● The records

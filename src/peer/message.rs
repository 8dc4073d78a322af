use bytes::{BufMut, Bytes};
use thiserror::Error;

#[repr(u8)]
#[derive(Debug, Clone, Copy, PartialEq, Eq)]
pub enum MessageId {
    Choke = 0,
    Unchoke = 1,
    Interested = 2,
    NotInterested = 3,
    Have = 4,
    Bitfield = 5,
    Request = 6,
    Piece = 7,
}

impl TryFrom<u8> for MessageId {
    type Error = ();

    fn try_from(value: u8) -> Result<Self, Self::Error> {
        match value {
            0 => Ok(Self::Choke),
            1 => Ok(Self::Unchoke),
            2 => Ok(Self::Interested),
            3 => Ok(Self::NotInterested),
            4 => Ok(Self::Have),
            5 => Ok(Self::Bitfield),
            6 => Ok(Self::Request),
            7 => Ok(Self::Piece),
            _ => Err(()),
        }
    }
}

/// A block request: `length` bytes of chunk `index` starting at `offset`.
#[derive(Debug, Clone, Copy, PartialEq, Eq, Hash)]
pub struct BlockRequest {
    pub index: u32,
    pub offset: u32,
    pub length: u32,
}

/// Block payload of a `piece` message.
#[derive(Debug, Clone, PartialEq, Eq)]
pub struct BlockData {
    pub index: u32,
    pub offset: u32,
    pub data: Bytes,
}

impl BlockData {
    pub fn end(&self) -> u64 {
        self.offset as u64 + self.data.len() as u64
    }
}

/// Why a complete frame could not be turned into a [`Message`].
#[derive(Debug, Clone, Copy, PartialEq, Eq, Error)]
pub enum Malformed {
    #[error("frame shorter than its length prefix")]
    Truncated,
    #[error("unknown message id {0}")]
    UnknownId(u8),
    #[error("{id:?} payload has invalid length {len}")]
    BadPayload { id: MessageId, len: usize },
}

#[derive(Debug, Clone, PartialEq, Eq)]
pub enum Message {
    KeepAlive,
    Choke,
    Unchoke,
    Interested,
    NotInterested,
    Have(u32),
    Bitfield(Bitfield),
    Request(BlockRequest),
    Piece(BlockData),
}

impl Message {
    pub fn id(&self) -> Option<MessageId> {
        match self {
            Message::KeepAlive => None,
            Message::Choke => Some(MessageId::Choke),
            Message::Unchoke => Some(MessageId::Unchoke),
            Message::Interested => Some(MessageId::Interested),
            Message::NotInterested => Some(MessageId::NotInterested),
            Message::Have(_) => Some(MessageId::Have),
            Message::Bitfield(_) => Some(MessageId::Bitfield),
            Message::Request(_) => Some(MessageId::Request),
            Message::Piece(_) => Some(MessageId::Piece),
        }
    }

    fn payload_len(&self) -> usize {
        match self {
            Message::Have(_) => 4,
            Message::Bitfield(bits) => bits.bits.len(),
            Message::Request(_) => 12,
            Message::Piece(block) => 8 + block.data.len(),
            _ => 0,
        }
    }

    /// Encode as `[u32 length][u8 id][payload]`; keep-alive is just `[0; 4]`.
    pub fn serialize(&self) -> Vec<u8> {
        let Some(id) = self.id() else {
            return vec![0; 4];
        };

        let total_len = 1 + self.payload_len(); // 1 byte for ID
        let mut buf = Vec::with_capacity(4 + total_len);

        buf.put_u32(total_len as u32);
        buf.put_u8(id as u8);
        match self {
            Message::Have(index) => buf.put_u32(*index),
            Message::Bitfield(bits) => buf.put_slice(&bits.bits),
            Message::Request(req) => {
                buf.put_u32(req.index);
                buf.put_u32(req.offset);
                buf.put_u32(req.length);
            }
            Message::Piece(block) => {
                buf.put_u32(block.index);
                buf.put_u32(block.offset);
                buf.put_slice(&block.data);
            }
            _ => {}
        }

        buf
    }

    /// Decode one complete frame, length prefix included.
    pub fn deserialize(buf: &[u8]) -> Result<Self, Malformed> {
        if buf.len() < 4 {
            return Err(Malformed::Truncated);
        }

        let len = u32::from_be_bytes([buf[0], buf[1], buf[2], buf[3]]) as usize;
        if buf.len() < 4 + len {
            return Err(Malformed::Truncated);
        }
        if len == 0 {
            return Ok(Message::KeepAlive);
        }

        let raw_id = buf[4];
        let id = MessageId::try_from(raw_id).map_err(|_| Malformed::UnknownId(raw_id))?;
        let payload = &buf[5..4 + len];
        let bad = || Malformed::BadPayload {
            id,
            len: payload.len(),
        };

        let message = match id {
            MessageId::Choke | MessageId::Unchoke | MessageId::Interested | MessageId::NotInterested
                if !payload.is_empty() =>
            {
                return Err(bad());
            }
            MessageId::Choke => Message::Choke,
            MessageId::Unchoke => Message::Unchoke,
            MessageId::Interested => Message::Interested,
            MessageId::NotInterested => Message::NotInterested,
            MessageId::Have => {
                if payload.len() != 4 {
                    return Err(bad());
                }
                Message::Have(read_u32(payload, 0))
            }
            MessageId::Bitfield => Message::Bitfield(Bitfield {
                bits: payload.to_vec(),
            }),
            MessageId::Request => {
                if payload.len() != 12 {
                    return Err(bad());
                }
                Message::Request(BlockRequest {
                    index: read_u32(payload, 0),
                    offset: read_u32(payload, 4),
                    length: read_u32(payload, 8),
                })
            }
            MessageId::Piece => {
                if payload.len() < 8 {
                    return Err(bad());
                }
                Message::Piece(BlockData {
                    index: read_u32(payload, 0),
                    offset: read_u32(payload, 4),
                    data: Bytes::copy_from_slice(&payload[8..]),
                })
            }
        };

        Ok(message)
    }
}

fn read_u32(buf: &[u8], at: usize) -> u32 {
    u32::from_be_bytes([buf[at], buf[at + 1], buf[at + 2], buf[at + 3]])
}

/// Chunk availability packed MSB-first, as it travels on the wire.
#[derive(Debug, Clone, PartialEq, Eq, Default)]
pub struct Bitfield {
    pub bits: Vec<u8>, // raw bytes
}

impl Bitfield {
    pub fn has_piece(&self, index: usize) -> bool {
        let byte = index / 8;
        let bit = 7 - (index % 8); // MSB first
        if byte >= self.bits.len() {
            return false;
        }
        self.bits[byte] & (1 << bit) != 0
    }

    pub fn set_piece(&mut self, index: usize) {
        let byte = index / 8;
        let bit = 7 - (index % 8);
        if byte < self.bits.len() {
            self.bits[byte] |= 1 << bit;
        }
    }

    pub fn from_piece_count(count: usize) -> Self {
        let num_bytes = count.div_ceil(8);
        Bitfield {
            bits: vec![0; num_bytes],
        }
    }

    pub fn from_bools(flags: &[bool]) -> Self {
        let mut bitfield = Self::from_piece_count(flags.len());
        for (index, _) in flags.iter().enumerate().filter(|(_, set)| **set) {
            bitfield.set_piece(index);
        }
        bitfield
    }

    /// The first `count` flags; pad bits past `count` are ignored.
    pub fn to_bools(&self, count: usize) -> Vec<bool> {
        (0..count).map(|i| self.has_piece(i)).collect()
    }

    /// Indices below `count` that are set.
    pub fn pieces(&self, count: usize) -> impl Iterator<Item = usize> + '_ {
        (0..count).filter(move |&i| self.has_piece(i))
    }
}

● Task statement
Starting at the line that holds "#[derive(Debug, Clone, PartialEq, Eq, Default)]", set down each line exactly through the last line of the records above, and no others.

● Solution to this exercise
#[derive(Debug, Clone, PartialEq, Eq, Default)]
pub struct Bitfield {
    pub bits: Vec<u8>, // raw bytes
}

impl Bitfield {
    pub fn has_piece(&self, index: usize) -> bool {
        let byte = index / 8;
        let bit = 7 - (index % 8); // MSB first
        if byte >= self.bits.len() {
            return false;
        }
        self.bits[byte] & (1 << bit) != 0
    }

    pub fn set_piece(&mut self, index: usize) {
        let byte = index / 8;
        let bit = 7 - (index % 8);
        if byte < self.bits.len() {
            self.bits[byte] |= 1 << bit;
        }
    }

    pub fn from_piece_count(count: usize) -> Self {
        let num_bytes = count.div_ceil(8);
        Bitfield {
            bits: vec![0; num_bytes],
        }
    }

    pub fn from_bools(flags: &[bool]) -> Self {
        let mut bitfield = Self::from_piece_count(flags.len());
        for (index, _) in flags.iter().enumerate().filter(|(_, set)| **set) {
            bitfield.set_piece(index);
        }
        bitfield
    }

    /// The first `count` flags; pad bits past `count` are ignored.
    pub fn to_bools(&self, count: usize) -> Vec<bool> {
        (0..count).map(|i| self.has_piece(i)).collect()
    }

    /// Indices below `count` that are set.
    pub fn pieces(&self, count: usize) -> impl Iterator<Item = usize> + '_ {
        (0..count).filter(move |&i| self.has_piece(i))
    }
}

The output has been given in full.